松島湾の複雑に入り組んだ地形の面白さ、美しさ、東北の自然が生んだ荒波の残した点在する島々の清々しい風景は、毎年のカレンダー写真に多く使われている。
当時の同僚が教えてくれた場所だった。

東北の石段は非常に大きくて登るのにとても疲れる。

その前月に四国旅行に行き、金比羅山や高知城等を歩いた。
西日本は地盤も柔らかい。

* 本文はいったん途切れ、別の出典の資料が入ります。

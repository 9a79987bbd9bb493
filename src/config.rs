use serde::Deserialize;

/// Application configuration loaded from environment variables
#[derive(Debug, Deserialize, Clone)]
pub struct Config {
    /// TMDB v3 API key. Requests that need the upstream fail with
    /// `TMDB_API_KEY_MISSING` while this is unset.
    #[serde(default)]
    pub tmdb_api_key: Option<String>,

    /// TMDB API base URL
    #[serde(default = "default_tmdb_api_url")]
    pub tmdb_api_url: String,

    /// OpenAI-compatible API key for content analysis
    #[serde(default)]
    pub openai_api_key: Option<String>,

    /// OpenAI-compatible API base URL
    #[serde(default = "default_openai_api_url")]
    pub openai_api_url: String,

    /// Model used for content analysis
    #[serde(default = "default_openai_model")]
    pub openai_model: String,

    /// Server host address
    #[serde(default = "default_host")]
    pub host: String,

    /// Server port
    #[serde(default = "default_port")]
    pub port: u16,

    /// Requests per window for the TMDB proxy and recommendations
    #[serde(default = "default_tmdb_rate_limit")]
    pub tmdb_rate_limit: u32,

    /// Requests per window for content analysis
    #[serde(default = "default_analyze_rate_limit")]
    pub analyze_rate_limit: u32,

    /// Fixed rate-limit window length in seconds
    #[serde(default = "default_rate_limit_window_secs")]
    pub rate_limit_window_secs: u64,

    /// Timeout applied to every upstream HTTP call
    #[serde(default = "default_upstream_timeout_secs")]
    pub upstream_timeout_secs: u64,

    /// Public origin used when building shareable vibe links
    #[serde(default = "default_public_base_url")]
    pub public_base_url: String,
}

fn default_tmdb_api_url() -> String {
    "https://api.themoviedb.org/3".to_string()
}

fn default_openai_api_url() -> String {
    "https://api.openai.com/v1".to_string()
}

fn default_openai_model() -> String {
    "gpt-4o".to_string()
}

fn default_host() -> String {
    "127.0.0.1".to_string()
}

fn default_port() -> u16 {
    3000
}

fn default_tmdb_rate_limit() -> u32 {
    120
}

fn default_analyze_rate_limit() -> u32 {
    12
}

fn default_rate_limit_window_secs() -> u64 {
    60
}

fn default_upstream_timeout_secs() -> u64 {
    15
}

fn default_public_base_url() -> String {
    "http://localhost:3000".to_string()
}

impl Config {
    /// Load configuration from environment variables
    pub fn from_env() -> anyhow::Result<Self> {
        dotenvy::dotenv().ok();
        envy::from_env::<Config>()
            .map(Config::normalized)
            .map_err(|e| anyhow::anyhow!("Failed to load config: {}", e))
    }

    /// Treats blank keys as unset so `TMDB_API_KEY=` behaves like a missing key.
    fn normalized(mut self) -> Self {
        self.tmdb_api_key = non_blank(self.tmdb_api_key);
        self.openai_api_key = non_blank(self.openai_api_key);
        self
    }

    pub fn bind_address(&self) -> String {
        format!("{}:{}", self.host, self.port)
    }
}

fn non_blank(value: Option<String>) -> Option<String> {
    value
        .map(|v| v.trim().to_string())
        .filter(|v| !v.is_empty())
}
pub mod analysis;
pub mod fallback;
pub mod providers;
pub mod proxy;
pub mod query_builder;
pub mod rate_limiter;
pub mod recommendations;
pub mod scoring;
pub mod watchlist;

pub use analysis::{ContentAnalyzer, OpenAiAnalyzer};
pub use providers::{tmdb::TmdbProvider, MetadataProvider};
pub use rate_limiter::{RateLimitRule, RateLimiter};
pub use watchlist::WatchlistStore;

比較的登り下りの階段も低いところが多いので登りやすい。

これに比べると、
東北はどこへ行っても石段が大きく、前日の立石寺の石段では、ため息と呼吸の苦しさと足の痛さに苦しみ、きょうの野蒜山ハイキングも正直諦めようかと思っていたが、
今回の東北の旅の目的は松尾芭蕉を巡るたび、
立石寺と松島海岸だった。
季節は違えど両方を歩き、芭蕉の想いを少し感じてみたかった。

ひとり旅をはじめたのは、
心の整理、気持ちの整理をしたいがため。
これから年を取り、たぶんこのまま代わり映えのしない生活が続くであろうと思う。
完全ひとりのおひとり生活。

日々淡々と生きてゆく中で、なにが私には最も重要なのか。
今までも、これからも、心の平穏と豊かを求めた時に、自分の気持ちの置き場所はどこなのか。

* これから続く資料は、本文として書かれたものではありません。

//! Metadata provider abstraction
//!
//! Everything the service knows about titles comes through this trait: the
//! raw proxy passthrough, discovery queries, and per-title detail lookups.
//! The production implementation is TMDB; tests plug in scripted providers.

use crate::{
    error::AppResult,
    models::{Candidate, CandidateDetails},
};

pub mod tmdb;

/// Trait for title metadata providers
#[cfg_attr(test, mockall::automock)]
#[async_trait::async_trait]
pub trait MetadataProvider: Send + Sync {
    /// Fetch an upstream endpoint with already-sanitized parameters
    ///
    /// Returns the upstream JSON body untouched.
    async fn fetch_json(
        &self,
        endpoint: &str,
        params: &[(String, String)],
    ) -> AppResult<serde_json::Value>;

    /// Whether upstream credentials are configured
    fn has_credentials(&self) -> bool {
        true
    }

    /// Run a `discover/movie` query and return the candidates on the first page
    ///
    /// Individual results that fail to deserialize are skipped.
    async fn discover(&self, params: &[(String, String)]) -> AppResult<Vec<Candidate>> {
        let body = self.fetch_json("discover/movie", params).await?;

        let candidates: Vec<Candidate> = body["results"]
            .as_array()
            .map(|results| {
                results
                    .iter()
                    .filter_map(|result| serde_json::from_value::<Candidate>(result.clone()).ok())
                    .collect()
            })
            .unwrap_or_default();

        tracing::debug!(
            results = candidates.len(),
            provider = self.name(),
            "Discover query completed"
        );

        Ok(candidates)
    }

    /// Fetch runtime and external id for one movie
    async fn movie_details(&self, id: u64) -> AppResult<CandidateDetails> {
        let body = self.fetch_json(&format!("movie/{}", id), &[]).await?;
        Ok(serde_json::from_value(body).unwrap_or_default())
    }

    /// Fetch details for multiple movies in parallel
    ///
    /// Results line up with `ids`. A failed lookup yields `None` and is logged;
    /// it never fails the batch.
    async fn movie_details_batch(&self, ids: Vec<u64>) -> Vec<Option<CandidateDetails>> {
        let mut tasks = Vec::new();

        for id in ids {
            let provider = self.clone_for_task();
            let task = tokio::spawn(async move { provider.movie_details(id).await });
            tasks.push((id, task));
        }

        let mut results = Vec::with_capacity(tasks.len());
        let mut error_count = 0;

        for (id, task) in tasks {
            match task.await {
                Ok(Ok(details)) => results.push(Some(details)),
                Ok(Err(e)) => {
                    tracing::warn!(movie_id = id, error = %e, "Detail lookup failed");
                    error_count += 1;
                    results.push(None);
                }
                Err(e) => {
                    tracing::error!(movie_id = id, error = %e, "Task join error");
                    error_count += 1;
                    results.push(None);
                }
            }
        }

        if error_count > 0 {
            tracing::warn!(
                success_count = results.len() - error_count,
                error_count = error_count,
                "Partial detail lookup failure"
            );
        }

        results
    }

    /// Clone provider for parallel task execution
    ///
    /// Required because providers need to be moved into tokio tasks.
    fn clone_for_task(&self) -> Box<dyn MetadataProvider>;

    /// Provider name for logging and debugging
    fn name(&self) -> &'static str;
}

まだ足の動くうちに、ふらりと数年、自分の気持ちの赴くままに規格外の旅にでることで、知らない事を知り、ほんの少しの感動を得てそれが増えてゆくと、
今までの不幸も、苦痛だった自分の人生も、嘆いて後悔して呪って苦しんだ過去の自分も、全部思い起こしながら
ここで少しずつ全部洗い流してしまえたらいいと思う。

これから自分の人生もそろそろ終わりが見えてきた。

終わりの一歩、その起点に
芭蕉の最後の長い旅は、
私の老いる自分を慰めてくれるだろう。
沿うところのあるものかもしれない。

野蒜山。
平日の天気の良い昼前のひととき、頂上には小さな屋根付き休憩所があった。
仙台駅で購入したおにぎりとお茶がお昼ご飯、広げて食べながら、その美しい島々と牡蠣の養殖風景を感動的に眺めていた。
午後は、松島遊覧船から島の側を通過してダイナミズムをリアルに感じようと思っていた。
今は、ただひとりこの美しい風景を独占できる満足を至福の喜びとして時を忘れてとどまっていたかった。

しばらくすると
そこに、
私よりもお年を召したご夫婦が山を登っていらした。

三人で話し、ひと時を語らう。

ご夫婦は言った。
「やはりふたりで歩けるうちに国内の美しい自然を眺めて過ごしている」のだそうだ。
お互いの顔を除きあい笑顔を確認し合う幸せそうな姿は、とてもうらやましい。
積み重ねた年月があればこその笑顔。

振り返っても、そのように老後を過ごす道を選べなかった、あの時々の節目にはそんな選択肢はあっただろうか。

ふたりでいても、ひとりでも
笑顔で暮らしたいと思って毎日を過ごす事ができてきた人が、よい人生の最後を締めくくれる。
笑顔になれる自分の人生を選んでこれなかった事は、今もう悔やんでも取り戻せはしない。
これからの気持ちが大切なのだ。
40代には漠然とそう思って切り替えて自分スタイルを貫いてきて、そこそこここまで平和に過ごせたが、この翌年の自然災害、東日本震災が父を奪い、今年の人類の危機ウィルスのパンデミック。

想像を超えてゆく地球環境破壊が、終活の苦しさを増やしてゆく。

最近はいつもこの、終わらない苦しさを抱えて過ごす事の難しさばかりを痛感する。

美しい風景に酔いしれて松島と芭蕉を巡るたび。
心の拠り所は自然とともに生きる事とした「私の終活のはじまり」は、自然破壊を抱えて考えることから始めつつある、夢のない日常に耐える、リアルに立ち向かうには、ひとりでは大変で!!
ともに歩むパートナー、支えあうくらしを構築に失敗した事が本当に今、恨めしく思う。